Phone: +41 (0)22 379 56 90
Fax: +41 (0)22 379 57 02
Michel.Strubin@unige.ch

Michel Strubin
Associate professor

Project at a glance

Our research focuses on two main objectives.

  1. Taking advantage of the technology available in the yeast Saccharomyces cerevisiae to address fundamental questions about the mechanisms by which eukaryotic gene transcription is regulated.
  2. Understanding the mechanisms by which the HBx protein of hepatitis B virus contributes to viral infection and the pathogenesis of liver cancer.
Regulation of gene expression in eukaryotes

The regulation of gene expression is a fundamental aspect of most biological processes. Our past and ongoing work aims at using yeast as a model system to explore the molecular mechanisms whereby genes are transcribed in a controlled fashion. We are particularly interested in understanding how the basal transcription machinery, a large complex that contains many proteins in addition to the RNA polymerase, assembles at the promoter of genes and how this event is regulated. More recently, we became interested in studying the dynamics and epigenetic modifications of nucleosomes, the structural unit of chromatin, that are associated with transcriptional activity.

The HBx protein of hepatitis B virus

Chronic infection by hepatitis B virus (HBV) is a leading cause of liver cancer. HBV encodes a small protein, known as HBx, which is essential for viral infection and has been implicated in HBV-associated liver cancer. The basis for HBx function in either process remains elusive and is the focus of our studies.
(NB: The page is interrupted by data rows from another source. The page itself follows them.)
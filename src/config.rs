//! Proxy configuration.
//!
//! The binary builds a [`ProxyConfig`] from its command line; library users
//! can build one directly. Validation happens here so the pipeline can treat
//! the origin as a plain, well-formed base URL.

use thiserror::Error;
use url::Url;

/// Port the proxy listens on when none is given.
pub const DEFAULT_PORT: u16 = 8080;

/// Interface the proxy binds to when none is given.
pub const DEFAULT_HOST: &str = "127.0.0.1";

/// Errors produced while validating configuration.
#[derive(Debug, Error, PartialEq, Eq)]
pub enum ConfigError {
    #[error("an origin URL is required (--origin)")]
    MissingOrigin,

    #[error("invalid origin URL {value:?}: {reason}")]
    InvalidOrigin { value: String, reason: String },

    #[error("unsupported origin scheme {scheme:?}: expected http or https")]
    UnsupportedScheme { scheme: String },

    #[error("admin path {value:?} must start with '/'")]
    InvalidAdminPath { value: String },
}

/// Base URL of the origin server, without a trailing slash.
///
/// # Examples
///
/// ```
/// use rttp_cache::config::Origin;
///
/// let origin = Origin::parse("http://backend.local:9000/api/").unwrap();
/// assert_eq!(origin.as_str(), "http://backend.local:9000/api");
/// assert_eq!(
///     origin.target("/users", Some("page=2")),
///     "http://backend.local:9000/api/users?page=2"
/// );
/// ```
#[derive(Debug, Clone, PartialEq, Eq)]
pub struct Origin {
    base: String,
}

impl Origin {
    /// Validates an absolute `http`/`https` URL and strips trailing slashes.
    ///
    /// # Errors
    ///
    /// Fails if `raw` is not an absolute URL, has another scheme, lacks a
    /// host, or carries a query or fragment (which could not be combined with
    /// the forwarded path).
    pub fn parse(raw: &str) -> Result<Self, ConfigError> {
        let invalid = |reason: &str| ConfigError::InvalidOrigin {
            value: raw.to_owned(),
            reason: reason.to_owned(),
        };

        let url = Url::parse(raw.trim()).map_err(|e| invalid(&e.to_string()))?;

        if !matches!(url.scheme(), "http" | "https") {
            return Err(ConfigError::UnsupportedScheme {
                scheme: url.scheme().to_owned(),
            });
        }
        if url.host_str().is_none() {
            return Err(invalid("missing host"));
        }
        if url.query().is_some() || url.fragment().is_some() {
            return Err(invalid("must not contain a query or fragment"));
        }

        Ok(Self {
            base: url.as_str().trim_end_matches('/').to_owned(),
        })
    }

    /// Returns the base URL.
    pub fn as_str(&self) -> &str {
        &self.base
    }

    /// Appends an inbound path and query string to the base URL.
    pub fn target(&self, path: &str, query: Option<&str>) -> String {
        let mut target = String::with_capacity(self.base.len() + path.len() + 16);
        target.push_str(&self.base);
        if !path.starts_with('/') {
            target.push('/');
        }
        target.push_str(path);
        if let Some(query) = query {
            target.push('?');
            target.push_str(query);
        }
        target
    }
}

/// Everything the proxy needs to start.
#[derive(Debug, Clone, PartialEq, Eq)]
pub struct ProxyConfig {
    pub host: String,
    pub port: u16,
    pub origin: Origin,
    /// Path of the cache control endpoint; `None` keeps the proxy fully
    /// transparent.
    pub admin_path: Option<String>,
    /// Allow-all CORS: answer preflights locally and let any origin read
    /// responses.
    pub cors: bool,
}

impl ProxyConfig {
    /// Builds a validated configuration.
    ///
    /// # Errors
    ///
    /// See [`Origin::parse`]; additionally rejects an admin path that does
    /// not start with `/`.
    pub fn new(port: u16, origin: &str, admin_path: Option<String>) -> Result<Self, ConfigError> {
        let origin = Origin::parse(origin)?;
        let admin_path = admin_path.map(validate_admin_path).transpose()?;
        Ok(Self {
            host: DEFAULT_HOST.to_owned(),
            port,
            origin,
            admin_path,
            cors: false,
        })
    }

    /// Overrides the bind interface.
    #[must_use]
    pub fn with_host(mut self, host: impl Into<String>) -> Self {
        self.host = host.into();
        self
    }

    /// Enables or disables allow-all CORS.
    #[must_use]
    pub fn with_cors(mut self, cors: bool) -> Self {
        self.cors = cors;
        self
    }

    /// `host:port` string suitable for [`crate::server::Server::bind`].
    pub fn listen_addr(&self) -> String {
        format!("{}:{}", self.host, self.port)
    }
}

fn validate_admin_path(path: String) -> Result<String, ConfigError> {
    if !path.starts_with('/') {
        return Err(ConfigError::InvalidAdminPath { value: path });
    }
    let trimmed = path.trim_end_matches('/');
    Ok(if trimmed.is_empty() {
        "/".to_owned()
    } else {
        trimmed.to_owned()
    })
}
//! HTTP/1.1 request parsing using the [`httparse`] crate.

use std::net::SocketAddr;

use thiserror::Error;
use tracing::debug;

use super::{Body, Headers, Method};

/// Errors that can occur while parsing an HTTP/1.1 request.
#[derive(Debug, Error)]
pub enum RequestError {
    #[error("request is incomplete: more data needed")]
    Incomplete,

    #[error("HTTP parse error: {0}")]
    Parse(#[from] httparse::Error),

    #[error("missing required field: {field}")]
    MissingField { field: &'static str },

    #[error("invalid Content-Length header: {value:?}")]
    InvalidContentLength { value: String },

    #[error("unsupported Transfer-Encoding: {value:?}")]
    UnsupportedTransferEncoding { value: String },

    #[error("request carries both Content-Length and Transfer-Encoding")]
    AmbiguousFraming,
}

/// How the body of a request is delimited on the wire.
#[derive(Debug, Clone, Copy, PartialEq, Eq)]
pub enum BodyFraming {
    /// No body follows the head.
    Empty,
    /// Exactly this many bytes follow the head.
    Length(usize),
    /// A `Transfer-Encoding: chunked` body follows the head.
    Chunked,
}

/// A parsed HTTP/1.1 request.
///
/// Created by [`Request::parse`] from the request head; the server attaches
/// the body with [`Request::with_body`] (a stream it feeds while the handler
/// runs) and records the peer with [`Request::with_remote_addr`].
///
/// # Examples
///
/// ```
/// use rttp_cache::http::request::Request;
///
/// let raw = b"GET /hello?name=world HTTP/1.1\r\nHost: localhost\r\n\r\n";
/// let (request, _offset) = Request::parse(raw).unwrap();
///
/// assert_eq!(request.method().as_str(), "GET");
/// assert_eq!(request.path(), "/hello");
/// assert_eq!(request.query_string(), Some("name=world"));
/// assert_eq!(request.headers().get("host"), Some("localhost"));
/// ```
#[derive(Debug)]
pub struct Request {
    method: Method,
    path: String,
    /// HTTP minor version: 0 for HTTP/1.0, 1 for HTTP/1.1.
    version: u8,
    headers: Headers,
    query: Option<String>,
    body: Body,
    remote_addr: Option<SocketAddr>,
}

impl Request {
    /// Maximum number of headers we support per request.
    const MAX_HEADERS: usize = 64;

    /// Parses the head of an HTTP/1.1 request from a byte slice.
    ///
    /// Returns the parsed `Request` (with an empty body) and the byte offset
    /// at which the body begins in `buf`, i.e. immediately after the
    /// `\r\n\r\n` header terminator.
    ///
    /// # Errors
    ///
    /// - [`RequestError::Incomplete`]: more data is needed to complete the request head.
    /// - [`RequestError::Parse`]: the data is malformed and cannot be parsed.
    /// - [`RequestError::MissingField`]: a required field (method, path, version) is absent.
    pub fn parse(buf: &[u8]) -> Result<(Self, usize), RequestError> {
        let mut headers = [httparse::EMPTY_HEADER; Self::MAX_HEADERS];
        let mut raw_req = httparse::Request::new(&mut headers);

        let body_offset = match raw_req.parse(buf)? {
            httparse::Status::Complete(offset) => offset,
            httparse::Status::Partial => return Err(RequestError::Incomplete),
        };

        let method: Method = raw_req
            .method
            .ok_or(RequestError::MissingField { field: "method" })?
            .parse()
            .unwrap_or_else(|never| match never {});

        let raw_path = raw_req
            .path
            .ok_or(RequestError::MissingField { field: "path" })?;

        let (path, query) = match raw_path.split_once('?') {
            Some((path, query)) => (path.to_owned(), Some(query.to_owned())),
            None => (raw_path.to_owned(), None),
        };

        let version = raw_req
            .version
            .ok_or(RequestError::MissingField { field: "version" })?;

        let mut header_map = Headers::with_capacity(raw_req.headers.len());
        for header in raw_req.headers.iter() {
            match std::str::from_utf8(header.value) {
                Ok(value) => header_map.insert(header.name, value),
                Err(_) => debug!(header = header.name, "dropping header with a non-UTF-8 value"),
            }
        }

        Ok((
            Self {
                method,
                path,
                version,
                headers: header_map,
                query,
                body: Body::empty(),
                remote_addr: None,
            },
            body_offset,
        ))
    }

    /// Attaches the de-framed body.
    #[must_use]
    pub fn with_body(mut self, body: impl Into<Body>) -> Self {
        self.body = body.into();
        self
    }

    /// Records the network address of the peer that sent this request.
    #[must_use]
    pub fn with_remote_addr(mut self, addr: SocketAddr) -> Self {
        self.remote_addr = Some(addr);
        self
    }

    /// Returns the HTTP method.
    pub fn method(&self) -> &Method {
        &self.method
    }

    /// Returns the request path (without the query string).
    pub fn path(&self) -> &str {
        &self.path
    }

    /// Returns the HTTP minor version number (0 = HTTP/1.0, 1 = HTTP/1.1).
    pub fn version(&self) -> u8 {
        self.version
    }

    /// Returns the request headers.
    pub fn headers(&self) -> &Headers {
        &self.headers
    }

    /// Returns the raw query string (without the leading `?`), if any.
    ///
    /// `/a?` yields `Some("")`, `/a` yields `None`.
    pub fn query_string(&self) -> Option<&str> {
        self.query.as_deref()
    }

    pub fn body(&self) -> &Body {
        &self.body
    }

    /// Takes the body out, leaving an empty one behind.
    pub fn take_body(&mut self) -> Body {
        std::mem::take(&mut self.body)
    }

    pub fn into_body(self) -> Body {
        self.body
    }

    /// Returns the peer address, when the request came in over a socket.
    pub fn remote_addr(&self) -> Option<SocketAddr> {
        self.remote_addr
    }

    /// Returns `true` if the connection should be kept alive after this request.
    ///
    /// HTTP/1.1 defaults to keep-alive. HTTP/1.0 defaults to close unless
    /// `Connection: keep-alive` is explicitly set.
    pub fn is_keep_alive(&self) -> bool {
        if self.headers.has_token("connection", "close") {
            return false;
        }
        self.version == 1 || self.headers.has_token("connection", "keep-alive")
    }

    /// Returns the value of the `Content-Length` header parsed as a `usize`, if present and valid.
    pub fn content_length(&self) -> Option<usize> {
        self.headers.get("content-length")?.trim().parse().ok()
    }

    /// Determines how the body following the head is delimited.
    ///
    /// # Errors
    ///
    /// Rejects requests whose framing is ambiguous or unreadable: both
    /// `Content-Length` and `Transfer-Encoding`, a non-numeric length, or a
    /// transfer coding that does not end in `chunked`.
    pub fn framing(&self) -> Result<BodyFraming, RequestError> {
        let has_length = self.headers.contains("content-length");

        if let Some(te) = self.headers.get("transfer-encoding") {
            if has_length {
                return Err(RequestError::AmbiguousFraming);
            }
            let last = te.rsplit(',').next().unwrap_or("").trim();
            if !last.eq_ignore_ascii_case("chunked") {
                return Err(RequestError::UnsupportedTransferEncoding {
                    value: te.to_owned(),
                });
            }
            return Ok(BodyFraming::Chunked);
        }

        if !has_length {
            return Ok(BodyFraming::Empty);
        }

        match self.content_length() {
            Some(0) => Ok(BodyFraming::Empty),
            Some(n) => Ok(BodyFraming::Length(n)),
            None => Err(RequestError::InvalidContentLength {
                value: self.headers.get("content-length").unwrap_or("").to_owned(),
            }),
        }
    }

    /// Returns `true` if the request declares a body: a non-zero
    /// `Content-Length` or chunked transfer coding.
    pub fn declares_body(&self) -> bool {
        matches!(
            self.framing(),
            Ok(BodyFraming::Length(_) | BodyFraming::Chunked)
        )
    }
}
We obtained strong evidence that HBx promotes viral gene expression by an unusual mechanism that affects only extrachromosomal DNA templates and that requires HBx to function as a substrate receptor for a cellular E3 ubiquitin ligase complex. We now aim to identify the substrate(s) recruited by HBx to the E3 ligase and further explore the mechanisms whereby HBx promotes viral gene expression under experimental conditions closer to natural HBV infection. Because of its uncommon property and key role in viral transcription, HBx represents an attractive target for new antiviral therapies.